Re: [squid-users] High load server Disk problem

From: Amos Jeffries <squid3_at_treenet.co.nz>
Date: Thu, 19 Aug 2010 21:32:18 +1200

Robert Pipca wrote:
> Hi,
>
> 2010/8/18 Jose Ildefonso Camargo Tolosa <ildefonso.camargo_at_gmail.com>:
>> Yeah, I missed that last night (I was sleepy, I guess), thanks God you
>> people are around!. Still, he would need faster disk access, unless
>> he is talking about 110Mbps (~12MB/s) instead of 110MB/s (~1Gbps).
>>
>> So, Robert, is that 110Mbps or 1Gbps?
>
> We have 110Mbps of HTTP network traffic (the actual bandwidth is round
> 250Mbps, but I'm talking about HTTP only).
>
> But aufs doesn't seem to behave that well. I have it with XFS mounted
> with noatime. I ran "squid -z" on the aufs cache_dir to see if aufs
> behaves better with less objects. It does, but I still get quite a lot
> of these:
>
> 2010/08/18 21:22:20| squidaio_queue_request: WARNING - Disk I/O overloading
> 2010/08/18 21:22:35| squidaio_queue_request: WARNING - Disk I/O overloading
> 2010/08/18 21:22:35| squidaio_queue_request: Queue Length:
> current=533, high=777, low=321, duration=20
> 2010/08/18 21:22:50| squidaio_queue_request: WARNING - Disk I/O overloading
> 2010/08/18 21:22:50| squidaio_queue_request: Queue Length:
> current=669, high=777, low=321, duration=35
> 2010/08/18 21:23:05| squidaio_queue_request: WARNING - Disk I/O overloading
> 2010/08/18 21:23:05| squidaio_queue_request: Queue Length:
> current=422, high=777, low=321, duration=50
> 2010/08/18 21:23:22| squidaio_queue_request: WARNING - Disk I/O overloading
> 2010/08/18 21:41:46| squidaio_queue_request: WARNING - Queue congestion
>
> So, duration keeps growing....so the problem will occur again.
>
> Now, it seems that COSS behaves very nicely.
>
> I'd like to know if I can adjust the max-size option of coss, with
> something like "--with-coss-membuf-size" ? Or is really hard-coded?

It can be altered but not to anything big...

>
> I use the aufs cache_dir to do youtube and windowsupdate caches.

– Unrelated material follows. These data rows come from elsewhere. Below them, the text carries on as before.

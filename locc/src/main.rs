//! # locc
//!
//! A fast lines-of-code counter that reports blank, comment and code lines
//! per language.
//!
//! ## Overview
//!
//! locc is built on top of locclib and provides a command-line interface for
//! counting a file or a whole directory tree. Directory walks run in
//! parallel and skip dependency, build and VCS directories by default.
//!
//! ## Features
//!
//! - **Multi-language**: Line and block comment syntax for dozens of languages
//! - **Parallel**: One traversal thread feeding a pool of workers
//! - **Exclusions**: Directory names, hidden files and file-name glob patterns
//! - **Multiple output formats**: Table (default), formatted, compact, JSON
//! - **Interruptible**: Ctrl-C stops the walk and prints what was counted
//!
//! ## Usage
//!
//! ```bash
//! # Count LOC in current directory
//! locc
//!
//! # Count another directory with 8 workers
//! locc ~/src/project -w 8
//!
//! # Output as JSON
//! locc . --format json
//!
//! # Skip extra directories and test files
//! locc . -x testdata,fixtures -i "*_test.go,*.min.js"
//!
//! # Per-file breakdown
//! locc . --by-file
//! ```

mod render;

use std::path::{Path, PathBuf};
use std::process::ExitCode;
use std::sync::atomic::Ordering;
use std::time::Instant;

use anyhow::{Context, Result};
use clap::{value_parser, Arg, ArgAction, ArgMatches, Command};
use locclib::{
    classify_file, FilterConfig, LanguageRegistry, LoccError, RunError, WalkOptions, Walker,
};
use tracing::debug;
use tracing_subscriber::EnvFilter;

use crate::render::{render, render_errors, render_languages, Format, Report};

/// Environment variable overriding the log filter
const LOG_ENV: &str = "LOCC_LOG";

/// Build the clap Command structure
fn build_command() -> Command {
    Command::new("locc")
        .version(env!("CARGO_PKG_VERSION"))
        .author("Arthur Debert")
        .about("Fast lines-of-code counter: blank, comment and code lines per language")
        .arg(
            Arg::new("path")
                .help("File or directory to analyze (defaults to current directory)")
                .conflicts_with("path-flag"),
        )
        .arg(
            Arg::new("path-flag")
                .short('p')
                .long("path")
                .value_name("PATH")
                .help("File or directory to analyze"),
        )
        .arg(
            Arg::new("workers")
                .short('w')
                .long("workers")
                .value_parser(value_parser!(usize))
                .help("Number of worker threads (defaults to the number of CPUs)"),
        )
        .arg(
            Arg::new("hidden")
                .short('H')
                .long("hidden")
                .action(ArgAction::SetTrue)
                .help("Include hidden files and directories"),
        )
        .arg(
            Arg::new("format")
                .short('f')
                .long("format")
                .value_parser(Format::NAMES)
                .default_value("default")
                .help("Output format"),
        )
        .arg(
            Arg::new("exclude")
                .short('x')
                .long("exclude")
                .value_delimiter(',')
                .action(ArgAction::Append)
                .help("Comma-separated directory names to exclude, on top of the defaults"),
        )
        .arg(
            Arg::new("no-default-excludes")
                .long("no-default-excludes")
                .action(ArgAction::SetTrue)
                .help("Do not exclude node_modules, target, .git and the other default directories"),
        )
        .arg(
            Arg::new("ignore")
                .short('i')
                .long("ignore")
                .value_delimiter(',')
                .action(ArgAction::Append)
                .help("Comma-separated glob patterns of file names to exclude (e.g. \"*_test.go,*.log\")"),
        )
        .arg(
            Arg::new("errors")
                .short('e')
                .long("errors")
                .action(ArgAction::SetTrue)
                .help("Show detailed error messages"),
        )
        .arg(
            Arg::new("by-file")
                .long("by-file")
                .action(ArgAction::SetTrue)
                .help("Show breakdown by file"),
        )
        .arg(
            Arg::new("follow-links")
                .short('L')
                .long("follow-links")
                .action(ArgAction::SetTrue)
                .help("Follow symbolic links"),
        )
        .arg(
            Arg::new("languages")
                .long("languages")
                .action(ArgAction::SetTrue)
                .help("List supported languages and exit"),
        )
        .arg(
            Arg::new("verbose")
                .short('v')
                .long("verbose")
                .action(ArgAction::SetTrue)
                .conflicts_with("quiet")
                .help("Enable verbose output"),
        )
        .arg(
            Arg::new("quiet")
                .short('q')
                .long("quiet")
                .action(ArgAction::SetTrue)
                .help("Suppress non-essential output"),
        )
}

/// Route logs to stderr. `LOCC_LOG` takes precedence over the flags.
fn init_logging(verbose: bool, quiet: bool) {
    let filter = EnvFilter::try_from_env(LOG_ENV).unwrap_or_else(|_| {
        if verbose {
            EnvFilter::new("locc=debug,locclib=debug,warn")
        } else if quiet {
            EnvFilter::new("error")
        } else {
            EnvFilter::new("warn")
        }
    });

    tracing_subscriber::fmt()
        .with_env_filter(filter)
        .with_writer(std::io::stderr)
        .with_target(false)
        .init();
}

/// Build filter config from matches
fn build_filter(matches: &ArgMatches) -> Result<FilterConfig> {
    let mut filter = FilterConfig::new().include_hidden(matches.get_flag("hidden"));

    if matches.get_flag("no-default-excludes") {
        filter = filter.exclude_dirs(Vec::<String>::new());
    }

    if let Some(dirs) = matches.get_many::<String>("exclude") {
        for dir in dirs.map(|d| d.trim()).filter(|d| !d.is_empty()) {
            filter = filter.add_exclude_dir(dir);
        }
    }

    if let Some(patterns) = matches.get_many::<String>("ignore") {
        for pattern in patterns.map(|p| p.trim()).filter(|p| !p.is_empty()) {
            filter = filter.exclude(pattern)?;
        }
    }

    Ok(filter)
}

/// Count a single file, resolving its language the same way a walk would.
fn count_file(path: &Path, registry: &LanguageRegistry) -> Report {
    let mut report = Report {
        root: path.to_path_buf(),
        ..Report::default()
    };

    let Some(language) = registry.resolve_path(path) else {
        debug!(path = %path.display(), "no language for file");
        report.skipped = 1;
        return report;
    };

    match classify_file(path, Some(language)) {
        Ok(stats) => {
            report.processed = 1;
            report.files.push(stats);
        }
        Err(err) => report.errors.push(RunError::classification(&err, path)),
    }
    report
}

/// Walk a directory tree. Ctrl-C stops the walk and keeps partial results.
fn count_tree(path: &Path, registry: &LanguageRegistry, matches: &ArgMatches) -> Result<Report> {
    let mut options = WalkOptions::new()
        .filter(build_filter(matches)?)
        .follow_links(matches.get_flag("follow-links"));
    if let Some(&workers) = matches.get_one::<usize>("workers") {
        options = options.workers(workers);
    }

    let walker = Walker::new(registry, options)?;
    debug!(path = %path.display(), workers = walker.workers(), "counting directory");

    let cancel = walker.cancel_handle();
    ctrlc::set_handler(move || {
        eprintln!("\nInterrupt received, stopping...");
        cancel.store(true, Ordering::SeqCst);
    })
    .context("failed to set Ctrl-C handler")?;

    let outcome = walker.run(path)?;
    Ok(Report {
        root: path.to_path_buf(),
        files: outcome.files,
        errors: outcome.errors,
        processed: walker.processed_count(),
        skipped: walker.skipped_count(),
        cancelled: outcome.cancelled,
    })
}

fn run(matches: &ArgMatches) -> Result<()> {
    let start = Instant::now();
    let registry = LanguageRegistry::builtin();

    if matches.get_flag("languages") {
        print!("{}", render_languages(&registry));
        return Ok(());
    }

    let path = matches
        .get_one::<String>("path")
        .or_else(|| matches.get_one::<String>("path-flag"))
        .map(PathBuf::from)
        .unwrap_or_else(|| PathBuf::from("."));
    if !path.exists() {
        return Err(LoccError::PathNotFound(path).into());
    }

    let report = if path.is_file() {
        count_file(&path, &registry)
    } else {
        count_tree(&path, &registry, matches)?
    };

    let format = matches
        .get_one::<String>("format")
        .map(|f| Format::from_name(f))
        .unwrap_or(Format::Default);
    print!("{}", render(&report, format, matches.get_flag("by-file"))?);

    if matches.get_flag("errors") && !report.errors.is_empty() {
        eprint!("{}", render_errors(&report.errors));
    }
    if report.cancelled {
        eprintln!("Interrupted: results are partial");
    }

    if !matches.get_flag("quiet") {
        let elapsed = format!("Time elapsed: {:.3?}", start.elapsed());
        // keep stdout parseable for JSON consumers
        if format == Format::Json {
            eprintln!("{elapsed}");
        } else {
            println!("{elapsed}");
        }
    }

    Ok(())
}

fn main() -> ExitCode {
    let matches = build_command().get_matches();
    init_logging(matches.get_flag("verbose"), matches.get_flag("quiet"));

    match run(&matches) {
        Ok(()) => ExitCode::SUCCESS,
        Err(e) => {
            eprintln!("Error: {:#}", e);
            ExitCode::FAILURE
        }
    }
}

So if
> I could increase max-size of the coss cache_dirs to around 100MB, I
> could leave the aufs cache_dir to windowsupdate fles only (which are
> around 300MB+). Is it possible?

No. The "buf"/slices are equivalent to swap pages for COSS. Each is
swapped in/out of disk as a single slice of the total cache. Objects are
arranged on them with temporal locality so that ideally requests from
one website or webpage all end up together on a single slice.
  Theory goes being that clients only have to wait for the relevant COSS
slice for their requested webpage to be swapped into RAM and all their
small followup requests for .js .css and images etc get served directly
from there.

Your COSS dirs are already sized at nearly 64GB each (65520 MB). With
objects up to 1MB stored there. That holds most Windows updates, which
are usually only a few hundred KB each.
I'm not sure what your slice size is, but 15 of them are stored in RAM
at any given time. You may want to increase that membuf= parameter a
bit, or reduce the individual COSS dir size (requires a COSS dir erase
and rebuild).

The rule-of-thumb for effective swap management seems to be storing 5min
of data throughput in memory to avoid overly long disk IO wait times.
Assuming an average hit-rate of around 20% that comes to needing 1min of
full HTTP bandwidth in memory either (combined: cache_mem RAM cache +
COSS membuf) at any given time.

Disclaimer: thats just my second-rate interpretation of a recent thesis
presentation on memory vs flash vs disk service. So testing is recommended.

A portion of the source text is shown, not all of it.